I'm trying to solve this differential equation using two methods: variation of parameters and undetermined coefficients. They should be equal. I'll start with the undetermined coefficients first:
$$y'' – 2y' + y = e^{2x}$$
auxiliary equation: $$r^2 – 2r + 1 = 0$$
$$(r-1)(r-1)$$ so the root is 1 so the complimentary equation is:$$y_c = c_1e^x + c_2xe^x$$
So, a guess $y_p = Ae^{2x}$ so $y_p' = 2Ae^{2x}$ and so $y_p'' = 4Ae^{2x}$
and so plugging:
$$4Ae^{2x} – 4Ae^{2x} + Ae^{2x} = e^{2x}$$ and so A = 1 so $y_p = e^{2x}$
so teh general solution via undetermined coefficients is: $$y = c_1e^x + c_2xe^x + e^{2x}$$
Now for variation in parameters which should be the same:
so we have the complimentary equation: $$y_c = c_1e^x + c_2xe^x$$
and so we replace the constants with functions and look for a particular in this form:
$$y_p = u_1(x)e^x + u_2(x)xe^x$$
differentiating:
$$y_p' = u_1e^x + u_1'e^x + u_2(xe^x + e^x) + u_2'xe^x$$
then set $u_1'e^x + u_2'xe^x = 0$
$$y_p' = u_1e^x + u_2xe^x + u_2e^x$$
so
$$y_p'' = u_1e^x + u_1'e^x + u_2(xe^x + e^x) + u_2e^x + u_2'e^x$$
so subbing:
$$u_1e^x + u_1'e^x + u_2xe^x + u_2e^x) + u_2e^x + u_2'e^x – 2u_1e^x – 2u_2xe^x + 2u_2e^x + u_1e^x + u_2xe^x = e^{2x}$$
I am having trouble solving:
so my two equations are:
$$u_1'e^x + u_2'e^x = e^{2x}$$
$$u_1'e^x + u_2'xe^x = 0 \rightarrow u_1'e^x = -u_2'xe^x \rightarrow u_1' = -u_2'x$$
so can I then sub in $u_1'$ like this: $$-u_2'xe^x + u_2'e^x = e^{2x}$$
Is this right so far? how do I go from here?
Best Answer
Variation of Parameters
I will answer your question instead of you solving, and show you how I attempted the problem.

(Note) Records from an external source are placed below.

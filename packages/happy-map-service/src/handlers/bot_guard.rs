use axum::{
    extract::{Request, State},
    http::header,
    middleware::Next,
    response::Response,
};
use tracing::{debug, warn};

use crate::handlers::AppState;
use crate::libraries::bot_filter::{evaluate, forbidden_response, FilterDecision};

/// Reject bot traffic on matched routes before it reaches a handler
pub async fn bot_guard(State(state): State<AppState>, req: Request, next: Next) -> Response {
    let path = req.uri().path();
    if !state.route_matcher.matches(path) {
        return next.run(req).await;
    }

    // Non-visible-ASCII header values count as missing
    let user_agent = req
        .headers()
        .get(header::USER_AGENT)
        .and_then(|h| h.to_str().ok());

    match evaluate(path, user_agent) {
        FilterDecision::Pass(reason) => {
            debug!("Passing {} ({:?})", path, reason);
            next.run(req).await
        }
        FilterDecision::Block(reason) => {
            warn!(
                "Blocked {} {} ({:?}, user-agent: {:?})",
                req.method(),
                path,
                reason,
                user_agent.unwrap_or("")
            );
            forbidden_response()
        }
    }
}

I will begin as you did with undetermined coefficients: \begin{equation} y''-2y'+y=e^{2x} \end{equation} I will then solve for the homogenous portion of the problem: \begin{equation}y''-2y'+y=0 \end{equation} Then I will write the auxiliary equation: \begin{align}m^2-2m+1&=0\\(m-1)^2&=0 \end{align} This then produces linearly independent terms, for the complementary solution of the problem: \begin{equation}y_c=c_1e^x+c_2xe^x \end{equation} From here one can begin to set up the Wronskian for the known complementary solutions: \begin{equation} W=\begin{bmatrix}e^x&xe^x\\ e^x&xe^x+e^x \end{bmatrix}\end{equation} Solving that we get the following: \begin{align}W&=e^x(xe^x+e^x)-e^x(xe^x)\\ W&=xe^{2x}+e^{2x}-xe^{2x}\\W&=e^{2x} \end{align} Now we can set up the following two Wronskians: \begin{align}W_1&=\begin{bmatrix} e^x & 0 \\ e^x & e^{2x} \end{bmatrix}\\ W_1&=e^xe^{2x}-0e^x\\W_1&=e^{3x}\end{align} \begin{align}W_2&=\begin{bmatrix}0&xe^x\\e^{2x}& xe^x+e^x \end{bmatrix} \\ W_2&=0(xe^x+e^x)-e^{2x}(xe^x)\\ W_2=-xe^{3x} \end{align} Now we can set up the following: \begin{align}y_1&=e^x\\y_2&=xe^x \end{align} \begin{align}u_1&=y_2\int \frac{W_1}{W}dx\\u_1&=xe^x(\int \frac{e^{3x}}{e^{2x}}dx)\\u_1&=xe^{2x} \end{align}\begin{align}u_2&=y_1\int \frac{W_2}{W}dx\\ u_2&=e^x \int -\frac{xe^{3x}}{e^{2x}}dx\\ u_2&=e^x \int-xe^xdx \\u_2&=e^x (-xe^x +e^x)=-xe^{2x}+e^{2x} \end{align} Now we have the particular when we add up the two $u$'s. \begin{equation}y_p=u_1+u_2=xe^{2x}-xe^{2x}+e^{2x}=e^{2x} \end{equation} Now, we can add the complementary, and the particular and get the complete solution which is the following:\begin{equation}y=y_c+y_p=c_1e^x+c_2xe^x+e^{2x} \end{equation}